→ **What to produce**
Scan the data below. Pull out each line where "pair" occurs.

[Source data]
+++++
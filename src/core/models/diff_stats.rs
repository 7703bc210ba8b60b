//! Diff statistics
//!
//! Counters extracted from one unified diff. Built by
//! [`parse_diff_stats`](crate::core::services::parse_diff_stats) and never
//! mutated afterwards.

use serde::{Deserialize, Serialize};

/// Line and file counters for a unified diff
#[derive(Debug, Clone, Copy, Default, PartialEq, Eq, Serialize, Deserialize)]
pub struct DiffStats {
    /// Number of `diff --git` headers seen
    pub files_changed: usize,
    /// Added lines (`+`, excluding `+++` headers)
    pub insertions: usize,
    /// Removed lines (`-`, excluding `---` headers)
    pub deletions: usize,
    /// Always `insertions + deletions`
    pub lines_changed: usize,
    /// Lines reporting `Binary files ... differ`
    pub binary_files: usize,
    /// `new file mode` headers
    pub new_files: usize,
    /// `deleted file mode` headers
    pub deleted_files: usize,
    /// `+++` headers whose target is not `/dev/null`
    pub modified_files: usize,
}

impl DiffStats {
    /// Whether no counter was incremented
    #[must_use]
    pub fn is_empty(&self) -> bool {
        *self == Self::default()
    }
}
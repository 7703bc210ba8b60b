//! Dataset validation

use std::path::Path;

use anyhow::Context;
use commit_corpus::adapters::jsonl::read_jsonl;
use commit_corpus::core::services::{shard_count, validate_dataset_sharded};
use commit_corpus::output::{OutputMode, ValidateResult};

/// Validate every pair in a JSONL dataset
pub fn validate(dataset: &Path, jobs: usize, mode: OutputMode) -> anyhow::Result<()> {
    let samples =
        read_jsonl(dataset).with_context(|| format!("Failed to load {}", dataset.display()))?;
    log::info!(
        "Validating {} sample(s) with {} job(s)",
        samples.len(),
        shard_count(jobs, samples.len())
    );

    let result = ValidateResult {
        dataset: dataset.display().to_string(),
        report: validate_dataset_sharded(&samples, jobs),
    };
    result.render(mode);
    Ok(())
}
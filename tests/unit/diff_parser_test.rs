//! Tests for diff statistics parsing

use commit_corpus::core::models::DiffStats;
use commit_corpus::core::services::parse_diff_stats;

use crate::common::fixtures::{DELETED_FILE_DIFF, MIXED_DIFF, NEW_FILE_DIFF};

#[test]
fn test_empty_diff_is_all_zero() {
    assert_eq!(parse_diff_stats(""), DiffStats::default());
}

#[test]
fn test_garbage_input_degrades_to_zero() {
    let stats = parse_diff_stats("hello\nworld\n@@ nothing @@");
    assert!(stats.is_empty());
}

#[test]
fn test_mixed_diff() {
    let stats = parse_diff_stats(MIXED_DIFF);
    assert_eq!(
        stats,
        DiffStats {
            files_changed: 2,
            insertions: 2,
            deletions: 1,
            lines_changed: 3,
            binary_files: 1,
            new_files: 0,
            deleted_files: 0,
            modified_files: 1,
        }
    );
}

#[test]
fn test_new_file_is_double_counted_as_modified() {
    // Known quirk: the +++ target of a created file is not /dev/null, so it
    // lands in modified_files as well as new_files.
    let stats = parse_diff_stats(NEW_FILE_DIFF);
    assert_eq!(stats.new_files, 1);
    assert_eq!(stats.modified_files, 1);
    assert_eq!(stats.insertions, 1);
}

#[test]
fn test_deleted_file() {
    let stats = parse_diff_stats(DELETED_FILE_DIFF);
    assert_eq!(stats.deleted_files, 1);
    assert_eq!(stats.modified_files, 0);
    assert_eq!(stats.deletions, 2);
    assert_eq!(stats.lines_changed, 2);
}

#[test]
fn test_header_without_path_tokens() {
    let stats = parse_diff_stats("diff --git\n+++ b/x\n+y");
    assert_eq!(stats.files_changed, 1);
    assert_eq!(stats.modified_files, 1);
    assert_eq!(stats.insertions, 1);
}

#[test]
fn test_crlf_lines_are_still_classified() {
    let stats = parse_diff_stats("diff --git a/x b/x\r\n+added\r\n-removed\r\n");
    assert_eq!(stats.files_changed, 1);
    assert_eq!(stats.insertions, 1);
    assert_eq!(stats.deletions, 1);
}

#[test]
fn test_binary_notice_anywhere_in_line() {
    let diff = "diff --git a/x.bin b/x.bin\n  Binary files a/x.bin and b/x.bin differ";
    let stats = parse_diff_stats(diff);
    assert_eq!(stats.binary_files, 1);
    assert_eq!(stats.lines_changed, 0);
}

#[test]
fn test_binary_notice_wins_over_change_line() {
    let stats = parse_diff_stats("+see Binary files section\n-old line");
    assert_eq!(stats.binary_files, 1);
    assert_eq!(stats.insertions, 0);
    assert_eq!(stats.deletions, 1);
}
+++++
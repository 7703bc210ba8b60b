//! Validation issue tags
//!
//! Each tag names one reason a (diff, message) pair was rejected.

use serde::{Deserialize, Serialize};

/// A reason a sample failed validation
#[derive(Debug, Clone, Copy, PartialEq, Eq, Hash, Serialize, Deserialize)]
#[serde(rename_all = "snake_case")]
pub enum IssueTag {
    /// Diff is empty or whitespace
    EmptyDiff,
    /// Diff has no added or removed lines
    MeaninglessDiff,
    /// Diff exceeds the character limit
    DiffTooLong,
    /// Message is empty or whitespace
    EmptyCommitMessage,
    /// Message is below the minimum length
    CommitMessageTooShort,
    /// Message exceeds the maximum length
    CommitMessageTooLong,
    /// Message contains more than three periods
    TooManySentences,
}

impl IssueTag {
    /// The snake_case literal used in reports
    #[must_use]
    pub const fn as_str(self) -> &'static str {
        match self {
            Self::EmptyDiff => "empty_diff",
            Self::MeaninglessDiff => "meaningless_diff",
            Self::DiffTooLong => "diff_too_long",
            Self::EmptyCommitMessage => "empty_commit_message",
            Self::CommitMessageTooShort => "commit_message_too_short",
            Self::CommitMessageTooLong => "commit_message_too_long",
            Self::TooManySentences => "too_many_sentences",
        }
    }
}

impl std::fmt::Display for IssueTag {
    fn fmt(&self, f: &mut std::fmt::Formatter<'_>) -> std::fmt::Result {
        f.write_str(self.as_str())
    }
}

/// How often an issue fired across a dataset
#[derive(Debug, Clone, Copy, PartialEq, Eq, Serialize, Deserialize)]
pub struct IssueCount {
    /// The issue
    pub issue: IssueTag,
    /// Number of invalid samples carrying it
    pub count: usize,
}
+++++
→ **Response to this exercise**
/// Validate every pair in a JSONL dataset
//! Each tag names one reason a (diff, message) pair was rejected.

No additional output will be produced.